The team, led by Dr Mushtaq Hussain of the Dow Research Institute of Biotechnology and Biomedical Sciences, replicated the genetic disorder cyclopia in a fly from the Drosophila family, turning the insect into a mini model of the rare human abnormality.
Cyclopia occurs in one out of roughly 100,000 newborn infants and affects the development of the eyes, nose and mouth. Infants with the genetic disorder are born with a single or partially-divided eye and often show other developmental defects like the like of an opening for the nose or mouth.
The defect is always fatal and leads to still-births or death within hours of being born, making its study in humans extremely challenging.
Scientists have long suspected diabetes during pregnancy or exposure to certain toxins to be among factors that cause cyclopia in humans. At the molecular level, it is speculated that the disorder is caused by the faulty expression of certain proteins.
Dr Hussain and his team, comprising his postgraduate scholars Sanya Shabbir and Fozia Raza, hope the development of a viable cyclopia model in the common fruit fly (drosophila melanogaster) will help them and other researchers understand the genetic and physiological aspects of the rare birth defect.
A single such fly can be seen flying and crawling about inside a glass container in his lab. Closer inspection reveals the insect has only one eye on the centre of its head instead of two laterally placed ones that a normal specimen displays, a result of 11 generations of carefully planned breeding and continuous selection.
“If the mutant fly breeds further and produces a homozygous line – more flies with same genetic makeup – we will move to whole-genome sequencing and conduct further gene expression studies,” Dr Hussain said.

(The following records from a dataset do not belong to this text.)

//! The container runtime, queried over the CRI socket, as the source of which pods are really
//! running. Neither the kubelet nor the API server can be trusted for this: both may be down or
//! lagging exactly when a checkpoint is needed.
use std::collections::{BTreeSet, HashSet};
use std::path::{Path, PathBuf};
use std::time::Duration;

use anyhow::Context;
use tokio::net::UnixStream;
use tonic::transport::{Channel, Endpoint, Uri};
use tower::service_fn;
use tracing::debug;

use super::RuntimeSource;
use crate::pod::{CheckpointId, CHECKPOINT_OF_ANNOTATION};
use crate::runtime_api::v1alpha2::{
    runtime_service_client::RuntimeServiceClient, Container, ContainerFilter, ContainerState,
    ContainerStateValue, ListContainersRequest, ListPodSandboxRequest, PodSandbox,
    PodSandboxFilter, PodSandboxState, PodSandboxStateValue,
};

const UNIX_SCHEME: &str = "unix://";
// Labels the kubelet puts on every sandbox it creates
const POD_NAME_LABEL: &str = "io.kubernetes.pod.name";
const POD_NAMESPACE_LABEL: &str = "io.kubernetes.pod.namespace";

/// Returns a new UNIX socket channel suitable for use with tonic generated gRPC clients. Every
/// request on the channel fails after `timeout`
async fn socket_channel<P: AsRef<Path>>(
    path: P,
    timeout: Duration,
) -> Result<Channel, tonic::transport::Error> {
    let p = path.as_ref().to_owned();

    // This is a dummy http endpoint needed for the Endpoint constructors, it is ignored by the
    // connector
    Endpoint::from_static("http://[::]:50051")
        .timeout(timeout)
        .connect_with_connector(service_fn(move |_: Uri| UnixStream::connect(p.clone())))
        .await
}

/// A client for the CRI runtime service
pub struct RuntimeClient {
    socket: PathBuf,
    timeout: Duration,
}

impl RuntimeClient {
    /// Returns a client for the runtime listening at `endpoint`, either a `unix://` URL or a bare
    /// socket path
    pub fn new(endpoint: &str, timeout: Duration) -> Self {
        let socket = endpoint.strip_prefix(UNIX_SCHEME).unwrap_or(endpoint);
        RuntimeClient {
            socket: PathBuf::from(socket),
            timeout,
        }
    }
}

#[async_trait::async_trait]
impl RuntimeSource for RuntimeClient {
    async fn running_pods(&self) -> anyhow::Result<BTreeSet<CheckpointId>> {
        let channel = socket_channel(&self.socket, self.timeout)
            .await
            .with_context(|| {
                format!("unable to connect to container runtime at {}", self.socket.display())
            })?;
        let mut client = RuntimeServiceClient::new(channel);

        let sandboxes = client
            .list_pod_sandbox(ListPodSandboxRequest {
                filter: Some(PodSandboxFilter {
                    state: Some(PodSandboxStateValue {
                        state: PodSandboxState::SandboxReady as i32,
                    }),
                    ..Default::default()
                }),
            })
            .await
            .context("unable to list pod sandboxes")?
            .into_inner()
            .items;
        let containers = client
            .list_containers(ListContainersRequest {
                filter: Some(ContainerFilter {
                    state: Some(ContainerStateValue {
                        state: ContainerState::ContainerRunning as i32,
                    }),
                    ..Default::default()
                }),
            })
            .await
            .context("unable to list containers")?
            .into_inner()
            .containers;

        let running = running_pods(&sandboxes, &containers);
        debug!(count = running.len(), "Listed running pods from the container runtime");
        Ok(running)
    }
}

/// Pods with a ready sandbox that has at least one running container. Sandboxes of checkpoints
/// are ignored so a running checkpoint never counts as its parent running
fn running_pods(sandboxes: &[PodSandbox], containers: &[Container]) -> BTreeSet<CheckpointId> {
    let with_running_containers: HashSet<&str> = containers
        .iter()
        .filter(|c| c.state == ContainerState::ContainerRunning as i32)
        .map(|c| c.pod_sandbox_id.as_str())
        .collect();

    sandboxes
        .iter()
        .filter(|s| s.state == PodSandboxState::SandboxReady as i32)
        .filter(|s| !s.annotations.contains_key(CHECKPOINT_OF_ANNOTATION))
        .filter(|s| with_running_containers.contains(s.id.as_str()))
        .filter_map(sandbox_pod_id)
        .collect()
}

fn sandbox_pod_id(sandbox: &PodSandbox) -> Option<CheckpointId> {
    let labels = (
        sandbox.labels.get(POD_NAMESPACE_LABEL),
        sandbox.labels.get(POD_NAME_LABEL),
    );
    match (labels, sandbox.metadata.as_ref()) {
        ((Some(namespace), Some(name)), _) => {
            Some(CheckpointId::new(namespace.as_str(), name.as_str()))
        }
        (_, Some(m)) => Some(CheckpointId::new(m.namespace.as_str(), m.name.as_str())),
        _ => None,
    }
}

This means that scholars will draft the whole genome or each and every gene of the cyclopia-stricken fly and compare it to its normal counterpart to ascertain the genetic causes responsible for the abnormality. The mutant fly could also be used to study the biology of cyclopia at a higher resolution and help devise gene correction strategies for prevention or possible treatment of the disorder.
Drosophila flies share 75 per cent of the genes found in humans, making the species a viable model to study human ailments. More than 150 human diseases have been modelled on the fruit fly, most of them linked with genetic causes.
Just a few months back, geneticists from the University of Geneva Medical School (UNIGE) and the Liaquat University of Medical & Health Sciences Jamshoro analysed the genome of many Pakistani families with mutations in a gene called MARK3.
Scholars had earlier hypothesised that the abnormal MARK3 gene was responsible for shrinking eyeballs common in the families studied. The team carefully mutated the MARK3 gene in Drosophila flies and noticed shrinking of the insects’ eyeballs, confirming the hypothesis.
However, unlike many genetic ailments, a viable animal model of cyclopia has not been developed up till now.
While Pakistan has had several cases of cyclopia in newborns, an actual number of such births is unavailable due to the lack of any registry for these instances. “Birth defects are often considered a taboo in Pakistan and usually go unreported,” pointed out Dr Hussain. For now, his team has applied for an international patent on the procedure to replicate cyclopia in the fruit fly.